To meet our emissions reduction goals, we must also ensure that clean energy can be connected to the grid. Right now, there are over 8,100 active projects in interconnection queues, totaling 1,000 GW of generation and 400 GW of storage. Projects currently take an average of 3.7 years to get through the interconnection queue, and only 23 percent of generators ultimately make it all the way through. Getting even a fraction of this power, which is mostly clean energy, onto the grid faster would help ensure reliability and resilience, and reduce consumer costs by allowing access to low-cost power sources. In June 2022, FERC proposed rules to streamline the processing of projects in the interconnection queue, reforms that could help get more solar, wind, and storage connected to electric grids nationwide. Rather than considering interconnection requests one by one, as occurs now, FERC’s proposal would require a “first-ready, first-served cluster study process” that groups projects together and prioritizes those closest to commercial operation. 
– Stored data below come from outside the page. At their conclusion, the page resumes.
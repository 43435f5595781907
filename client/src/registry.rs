use async_trait::async_trait;
use mpl_token_metadata::types::TokenStandard;
use serde::de::DeserializeOwned;
use serde::{Deserialize, Serialize};
use serde_json::json;

use crate::error::UnlockError;

/// Registry page size. The DAS API caps result pages at 1000 items.
pub const PAGE_LIMIT: u64 = 1000;

/// Maximum number of ids per `getAssetBatch` call.
pub const BATCH_LIMIT: usize = 1000;

/// One value of the registry's indexed lookup families.
#[derive(Debug, Clone, PartialEq, Eq)]
pub enum AssetFilter {
    Creator(String),
    Collection(String),
    Authority(String),
}

impl AssetFilter {
    pub fn describe(&self) -> String {
        match self {
            AssetFilter::Creator(c) => format!("creator {c}"),
            AssetFilter::Collection(c) => format!("collection {c}"),
            AssetFilter::Authority(a) => format!("authority {a}"),
        }
    }
}

/// One asset's identifying and ownership data as returned by the registry.
///
/// Addresses stay as the opaque base58 strings the registry handed back;
/// they are parsed (and validated) only when the unlock instruction is
/// built, so a malformed record costs that asset, not the run.
#[derive(Debug, Clone, PartialEq, Eq)]
pub struct AssetRecord {
    pub id: String,
    pub owner: String,
    pub token_standard: Option<TokenStandard>,
}

/// One page of a paginated registry query.
#[derive(Debug, Clone)]
pub struct AssetPage {
    pub items: Vec<AssetRecord>,
    pub total: u64,
    /// Authoritative grand total across all pages. Only reported when the
    /// query asked for it, and only trustworthy after at least one page.
    pub grand_total: Option<u64>,
    pub page: u64,
}

/// Paginated read access to the asset registry.
///
/// Implementations surface network and registry errors to the caller and
/// never retry internally; retry policy belongs to the consumer, which
/// differs per operation type.
#[async_trait]
pub trait Registry: Send + Sync {
    /// Fetch one page of assets matching `filter`. Pages are 1-based.
    async fn search(
        &self,
        filter: &AssetFilter,
        page: u64,
        limit: u64,
    ) -> Result<AssetPage, UnlockError>;

    /// Look up a bounded chunk of assets by id. The caller supplies at most
    /// [`BATCH_LIMIT`] ids; the client does not re-chunk.
    async fn batch(&self, ids: &[String]) -> Result<Vec<AssetRecord>, UnlockError>;
}

/// JSON-RPC client for a DAS (Digital Asset Standard) registry endpoint.
pub struct DasClient {
    http: reqwest::Client,
    url: String,
}

impl DasClient {
    pub fn new(url: impl Into<String>) -> Self {
        Self {
            http: reqwest::Client::new(),
            url: url.into(),
        }
    }

    async fn call<P: Serialize, T: DeserializeOwned>(
        &self,
        method: &str,
        params: P,
    ) -> Result<T, UnlockError> {
        let request = RpcRequest {
            jsonrpc: "2.0",
            id: 1,
            method,
            params,
        };
        let response: RpcResponse<T> = self
            .http
            .post(&self.url)
            .json(&request)
            .send()
            .await?
            .error_for_status()?
            .json()
            .await?;

        if let Some(err) = response.error {
            return Err(UnlockError::Registry {
                code: err.code,
                message: err.message,
            });
        }
        response.result.ok_or(UnlockError::EmptyResponse)
    }
}

#[async_trait]
impl Registry for DasClient {
    async fn search(
        &self,
        filter: &AssetFilter,
        page: u64,
        limit: u64,
    ) -> Result<AssetPage, UnlockError> {
        let options = json!({ "showGrandTotal": true });
        let (method, params) = match filter {
            AssetFilter::Creator(creator) => (
                "getAssetsByCreator",
                json!({
                    "creatorAddress": creator,
                    "page": page,
                    "limit": limit,
                    "displayOptions": options,
                }),
            ),
            AssetFilter::Collection(collection) => (
                "getAssetsByGroup",
                json!({
                    "groupKey": "collection",
                    "groupValue": collection,
                    "page": page,
                    "limit": limit,
                    "displayOptions": options,
                }),
            ),
            AssetFilter::Authority(authority) => (
                "getAssetsByAuthority",
                json!({
                    "authorityAddress": authority,
                    "page": page,
                    "limit": limit,
                    "displayOptions": options,
                }),
            ),
        };

        let result: DasPage = self.call(method, params).await?;
        Ok(AssetPage {
            total: result.total,
            grand_total: result.grand_total,
            page: result.page,
            items: result.items.into_iter().map(AssetRecord::from).collect(),
        })
    }

    async fn batch(&self, ids: &[String]) -> Result<Vec<AssetRecord>, UnlockError> {
        let result: Vec<Option<DasAsset>> =
            self.call("getAssetBatch", json!({ "ids": ids })).await?;
        Ok(result
            .into_iter()
            .flatten()
            .map(AssetRecord::from)
            .collect())
    }
}

#[derive(Serialize)]
struct RpcRequest<'a, P> {
    jsonrpc: &'static str,
    id: u64,
    method: &'a str,
    params: P,
}

#[derive(Deserialize)]
struct RpcResponse<T> {
    result: Option<T>,
    error: Option<RpcErrorObject>,
}

#[derive(Deserialize)]
struct RpcErrorObject {
    code: i64,
    message: String,
}

#[derive(Deserialize)]
struct DasPage {
    #[serde(default)]
    total: u64,
    #[serde(default)]
    page: u64,
    #[serde(default)]
    grand_total: Option<u64>,
    #[serde(default)]
    items: Vec<DasAsset>,
}

#[derive(Deserialize)]
struct DasAsset {
    id: String,
    #[serde(default)]
    interface: Option<String>,
    #[serde(default)]
    ownership: Option<DasOwnership>,
}

#[derive(Deserialize)]
struct DasOwnership {
    #[serde(default)]
    owner: String,
}

impl From<DasAsset> for AssetRecord {
    fn from(asset: DasAsset) -> Self {
        AssetRecord {
            token_standard: asset
                .interface
                .as_deref()
                .and_then(token_standard_from_interface),
            owner: asset.ownership.map(|o| o.owner).unwrap_or_default(),
            id: asset.id,
        }
    }
}

fn token_standard_from_interface(interface: &str) -> Option<TokenStandard> {
    match interface {
        "V1_NFT" => Some(TokenStandard::NonFungible),
        "V1_PRINT" => Some(TokenStandard::NonFungibleEdition),
        "ProgrammableNFT" => Some(TokenStandard::ProgrammableNonFungible),
        "FungibleAsset" => Some(TokenStandard::FungibleAsset),
        "FungibleToken" => Some(TokenStandard::Fungible),
        _ => None,
    }
}
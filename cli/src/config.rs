use std::fs;
use std::path::Path;

use anyhow::{anyhow, bail, Context, Result};
use solana_sdk::signature::Keypair;
use unlocker_client::Selector;

/// Resolve the CLI flags into exactly one selector.
///
/// Zero or more than one populated group is a configuration error; it
/// aborts before any network activity.
pub fn load_selector(
    collections: &[String],
    creators: &[String],
    hashlist: Option<&Path>,
) -> Result<Selector> {
    let populated =
        [!collections.is_empty(), !creators.is_empty(), hashlist.is_some()]
            .iter()
            .filter(|p| **p)
            .count();
    if populated != 1 {
        bail!("pass exactly one of --collection, --creator or --hashlist");
    }

    if !collections.is_empty() {
        return Ok(Selector::Collections(collections.to_vec()));
    }
    if !creators.is_empty() {
        return Ok(Selector::Creators(creators.to_vec()));
    }

    let path = hashlist.expect("hashlist flag checked above");
    let raw = fs::read_to_string(path)
        .with_context(|| format!("failed to read hashlist {}", path.display()))?;
    let mints: Vec<String> = serde_json::from_str(&raw)
        .map_err(|_| anyhow!("invalid hashlist - please pass a path to a JSON array of mints"))?;
    Ok(Selector::Assets(mints))
}

/// Load signing key material from either a base58 secret or a JSON
/// keypair file; exactly one source must be given.
pub fn load_keypair(secret: Option<&str>, keypair_path: Option<&Path>) -> Result<Keypair> {
    let bytes = match (secret, keypair_path) {
        (Some(secret), None) => bs58::decode(secret)
            .into_vec()
            .context("secret key is not valid base58")?,
        (None, Some(path)) => {
            let raw = fs::read_to_string(path)
                .with_context(|| format!("failed to read keypair {}", path.display()))?;
            serde_json::from_str::<Vec<u8>>(&raw)
                .context("keypair file is not a JSON byte array")?
        }
        _ => bail!("must provide exactly one of --secret or --keypair"),
    };
    Keypair::try_from(bytes.as_slice()).map_err(|err| anyhow!("invalid signing key: {err}"))
}

const DEFAULT_REGISTRY_TEMPLATE: &str = "https://mainnet.helius-rpc.com/?api-key=";

/// The registry endpoint: an explicit URL wins, otherwise one is built
/// from the API key.
pub fn registry_url(explicit: Option<String>, api_key: Option<String>) -> Result<String> {
    if let Some(url) = explicit {
        return Ok(url);
    }
    let key = api_key.ok_or_else(|| anyhow!("set --registry-url or HELIUS_API_KEY"))?;
    Ok(format!("{DEFAULT_REGISTRY_TEMPLATE}{key}"))
}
FERC needs to move quickly to finalize these interconnection rules so that the thousands of solar, wind and storage projects waiting for approval can get connected to the grid. FERC’s rule should include strict deadlines for interconnection studies and fines for utilities and transmission providers that fail to meet them. Without FERC dramatically reforming the interconnection process, the U.S. has little hope of meeting its clean energy and climate targets. The grid operator in the Mid-Atlantic, PJM, recently proposed (and FERC reluctantly approved) reforms designed to start working through the backlog of wind and solar projects trying to connect to the grid. However, even if these reforms work as planned, PJM is unlikely to be able to connect projects quickly enough to meet the state clean energy goals already on the books. FERC must finalize a new interconnection rule quickly so that the Commission can begin to reject inadequate proposals like PJM’s.

Resource Adequacy 

Resource adequacy is the process of ensuring that sufficient supply of electricity is available at all times. It is a jurisdictionally complex field, with intertwined federal, state, and private roles. Roughly 142 million Americans live in regions where FERC-jurisdictional rules, known as “capacity markets,” play a key role in maintaining resource adequacy. Each year, these rules direct the collection of billions of dollars from electricity consumers to support power plants and other electricity sector resources. FERC-jurisdictional capacity market rules must be reformed to adapt to the changing technologies of a low-carbon power system, and to remove explicit barriers to state clean energy policy. 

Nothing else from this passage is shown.